At least two imams were killed and one injured in three attacks. Unknown assailants shot and wounded an imam and his son on March 30, in Pattani. Two gunmen shot and killed a former imam and wounded his wife during an attack on their home in Pattani on June 25. On August 5, four men on two motorcycles shot and killed Imam Yakop Raimanee, from the Central Mosque of Pattani, in front of a crowd at a market.

On September 28, a group of Muslim youths assaulted a Buddhist monk while he collected alms in Yala Province. Five suspects later surrendered to the police and confessed that they assaulted the monk.

As in previous years, Buddhist monks reported they were fearful and felt they could no longer travel freely through southern communities to receive alms or perform rites. As a safety precaution, they often conducted in the afternoon religious rites customarily performed in the evening.

Unlike the previous year, there were no reports of intimidation and violence against peaceful Falun Gong protesters.

Although there were no reports of anti-Semitic incidents, Nazi symbols and figures were sometimes displayed on merchandise and used in advertising. In July students at Bangkok’s Chulalongkorn University created and prominently displayed a large mural with Adolf Hitler appearing alongside comic book superheroes such as Superman and Batman. The school issued a statement apologizing for the incident and removed the mural from campus.
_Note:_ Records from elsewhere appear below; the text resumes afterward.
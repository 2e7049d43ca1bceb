use std::cmp::Ordering;

use keyed_priority_queue::KeyedPriorityQueue;
use rustc_hash::FxHashMap;
use serde::Serialize;
use tracing::{debug, warn};

use super::job::{JobInstance, JobSpec};
use crate::{
    core::{CoreId, JobId, RunStats, SchedCore, SchedCoreEvent, Ticks},
    error::SchedError,
    scheduler::Scheme,
};

#[derive(Debug, Clone, Copy, PartialEq, Eq, PartialOrd, Ord)]
pub enum SimEvent {
    // Variant order is the processing order within one tick
    Finish { core: CoreId, job: JobId },
    QuantumExpired { core: CoreId },
    Arrival { job: usize },
}

#[derive(Debug, Clone, Copy, PartialEq, Eq)]
struct Due {
    at: Ticks,
    event: SimEvent,
    seq: u64,
}

// KeyedPriorityQueue is a max-heap, so flip the order to pop the earliest first
impl Ord for Due {
    fn cmp(&self, other: &Self) -> Ordering {
        (other.at, other.event, other.seq).cmp(&(self.at, self.event, self.seq))
    }
}

impl PartialOrd for Due {
    fn partial_cmp(&self, other: &Self) -> Option<Ordering> {
        Some(self.cmp(other))
    }
}

#[derive(Debug, Clone)]
pub struct Step {
    pub time: Ticks,
    pub event: SimEvent,
    pub decisions: Vec<SchedCoreEvent>,
}

#[derive(Debug, Clone, Serialize)]
pub struct Report {
    pub scheme: Scheme,
    pub cores: usize,
    pub quantum: Option<Ticks>,
    pub events: u64,
    pub preemptions: u64,
    pub rotations: u64,
    pub makespan: Ticks,
    pub max_response_time: Ticks,
    #[serde(flatten)]
    pub stats: RunStats,
}

// Feeds a job list through a `SchedCore` in simulated time. The driver owns
// the notion of work and turns core assignments into completion timers.
pub struct Sim {
    pub core: SchedCore,
    pub jobs: Vec<JobInstance>,
    timeline: KeyedPriorityQueue<u64, Due>,
    next_seq: u64,
    // JobId --> jobs[index]
    job_index: FxHashMap<JobId, usize>,
    // What the driver last saw on each core, and the timers armed for it
    running: Vec<Option<JobId>>,
    armed: Vec<Vec<u64>>,
    quantum: Option<Ticks>,
    now: Ticks,
    events: u64,
    preemptions: u64,
    rotations: u64,
}

impl Sim {
    pub fn new(mut jobs: Vec<JobSpec>, core: SchedCore, quantum: Option<Ticks>) -> Self {
        jobs.sort_by(|a, b| {
            a.arrival_time
                .cmp(&b.arrival_time)
                .then_with(|| a.id.cmp(&b.id))
        });
        let num_cores = core.core_count();
        let jobs: Vec<JobInstance> = jobs.into_iter().map(JobInstance::new).collect();
        let job_index = jobs
            .iter()
            .enumerate()
            .map(|(index, inst)| (inst.job.id, index))
            .collect();

        let mut sim = Self {
            core,
            jobs,
            timeline: KeyedPriorityQueue::new(),
            next_seq: 0,
            job_index,
            running: vec![None; num_cores],
            armed: vec![Vec::new(); num_cores],
            quantum: quantum.filter(|&q| q > 0),
            now: 0,
            events: 0,
            preemptions: 0,
            rotations: 0,
        };

        for index in 0..sim.jobs.len() {
            let at = sim.jobs[index].job.arrival_time;
            sim.schedule(at, SimEvent::Arrival { job: index });
        }
        sim
    }

    pub fn now(&self) -> Ticks {
        self.now
    }

    pub fn all_jobs_completed(&self) -> bool {
        self.jobs.iter().all(JobInstance::completed)
    }

    /// Handle the next pending event. `None` once the timeline is empty.
    pub fn step(&mut self) -> Result<Option<Step>, SchedError> {
        let Some((seq, due)) = self.timeline.pop() else {
            return Ok(None);
        };
        self.now = due.at;
        self.events += 1;

        match due.event {
            SimEvent::Arrival { job } => {
                let spec = &self.jobs[job].job;
                self.core
                    .job_arrived(spec.id, spec.arrival_time, spec.run_time, spec.priority)?;
            }
            SimEvent::Finish { core, job } => {
                self.disarm(core);
                self.running[core] = None;
                if let Some(&index) = self.job_index.get(&job) {
                    let inst = &mut self.jobs[index];
                    inst.remaining = 0;
                    inst.running_since = None;
                    inst.completion_time = Some(due.at);
                }
                self.core.job_finished(core, job, due.at)?;
            }
            SimEvent::QuantumExpired { core } => {
                self.armed[core].retain(|&key| key != seq);
                self.core.quantum_expired(core, due.at)?;
            }
        }

        let decisions = self.core.drain_events();
        for decision in &decisions {
            match decision {
                SchedCoreEvent::Preempted { .. } => self.preemptions += 1,
                SchedCoreEvent::Rotated { .. } => self.rotations += 1,
                _ => {}
            }
        }
        self.reconcile();

        if let SimEvent::QuantumExpired { core } = due.event {
            // Same job kept the core: give it a fresh slice
            if self.running[core].is_some() && !self.has_quantum_armed(core) {
                self.arm_quantum(core);
            }
        }

        Ok(Some(Step {
            time: due.at,
            event: due.event,
            decisions,
        }))
    }

    pub fn run(&mut self) -> Result<(), SchedError> {
        while self.step()?.is_some() {}
        if !self.all_jobs_completed() {
            let stuck = self.jobs.iter().filter(|j| !j.completed()).count();
            warn!(stuck, now = self.now, "timeline drained with unfinished jobs");
        }
        Ok(())
    }

    pub fn report(&self) -> Result<Report, SchedError> {
        Ok(Report {
            scheme: self.core.scheme(),
            cores: self.core.core_count(),
            quantum: self.quantum,
            events: self.events,
            preemptions: self.preemptions,
            rotations: self.rotations,
            makespan: self
                .jobs
                .iter()
                .filter_map(|j| j.completion_time)
                .max()
                .unwrap_or(0),
            max_response_time: self
                .jobs
                .iter()
                .filter_map(JobInstance::response_time)
                .max()
                .unwrap_or(0),
            stats: self.core.stats()?,
        })
    }

    // Bring the driver's view of each core in line with the engine's.
    // Stop every displaced job before starting anything, since a job can
    // leave one core and land on another within the same event.
    fn reconcile(&mut self) {
        let now = self.now;
        let changed: Vec<(CoreId, Option<JobId>)> = (0..self.running.len())
            .filter_map(|core| {
                let occupant = self.core.core_occupant(core);
                (occupant != self.running[core]).then_some((core, occupant))
            })
            .collect();

        for &(core, _) in &changed {
            self.disarm(core);
            if let Some(job) = self.running[core].take() {
                if let Some(inst) = self.instance_mut(job) {
                    if let Some(since) = inst.running_since.take() {
                        inst.remaining = inst.remaining.saturating_sub(now - since);
                    }
                }
                debug!(job, core, time = now, "driver: stop");
            }
        }

        for &(core, occupant) in &changed {
            let Some(job) = occupant else {
                continue;
            };
            let Some(inst) = self.instance_mut(job) else {
                warn!(job, core, "engine seated a job the driver does not know");
                continue;
            };
            inst.running_since = Some(now);
            inst.start_time.get_or_insert(now);
            let finish_at = now.saturating_add(inst.remaining);

            self.running[core] = Some(job);
            debug!(job, core, time = now, finish_at, "driver: start");
            let key = self.schedule(finish_at, SimEvent::Finish { core, job });
            self.armed[core].push(key);
            self.arm_quantum(core);
        }
    }

    fn arm_quantum(&mut self, core: CoreId) {
        if self.core.scheme() != Scheme::Rr {
            return;
        }
        if let Some(quantum) = self.quantum {
            let at = self.now.saturating_add(quantum);
            let key = self.schedule(at, SimEvent::QuantumExpired { core });
            self.armed[core].push(key);
        }
    }

    fn has_quantum_armed(&self, core: CoreId) -> bool {
        self.armed[core].iter().any(|key| {
            matches!(
                self.timeline.get_priority(key),
                Some(Due {
                    event: SimEvent::QuantumExpired { .. },
                    ..
                })
            )
        })
    }

    fn disarm(&mut self, core: CoreId) {
        for key in self.armed[core].drain(..) {
            self.timeline.remove(&key);
        }
    }

    fn schedule(&mut self, at: Ticks, event: SimEvent) -> u64 {
        let seq = self.next_seq;
        self.next_seq += 1;
        self.timeline.push(seq, Due { at, event, seq });
        seq
    }

    fn instance_mut(&mut self, job: JobId) -> Option<&mut JobInstance> {
        let index = *self.job_index.get(&job)?;
        self.jobs.get_mut(index)
    }
}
Section IV. U.S. Government PolicyShare    

U.S. embassy officers and high-level visitors from the Department of State discussed religious freedom with the government. Embassy officers regularly visited Muslim and Buddhist religious leaders, academics, and elected officials as part of the embassy’s effort to monitor the complex ethnic and religious issues at play in society.

Embassy-hosted iftars provided the opportunity to share information about Muslim life in the United States and highlight the importance of religious freedom. Embassy cultural programs frequently included Muslim youth as participations, such as a one-year high school exchange program focused on Muslim students. The embassy also regularly engaged with media outlets associated with minority groups and reached out to hill tribes and Muslim communities throughout the country.

Officers from the Consulate General in Chiang Mai participated in several religious events organized by the community and local officials.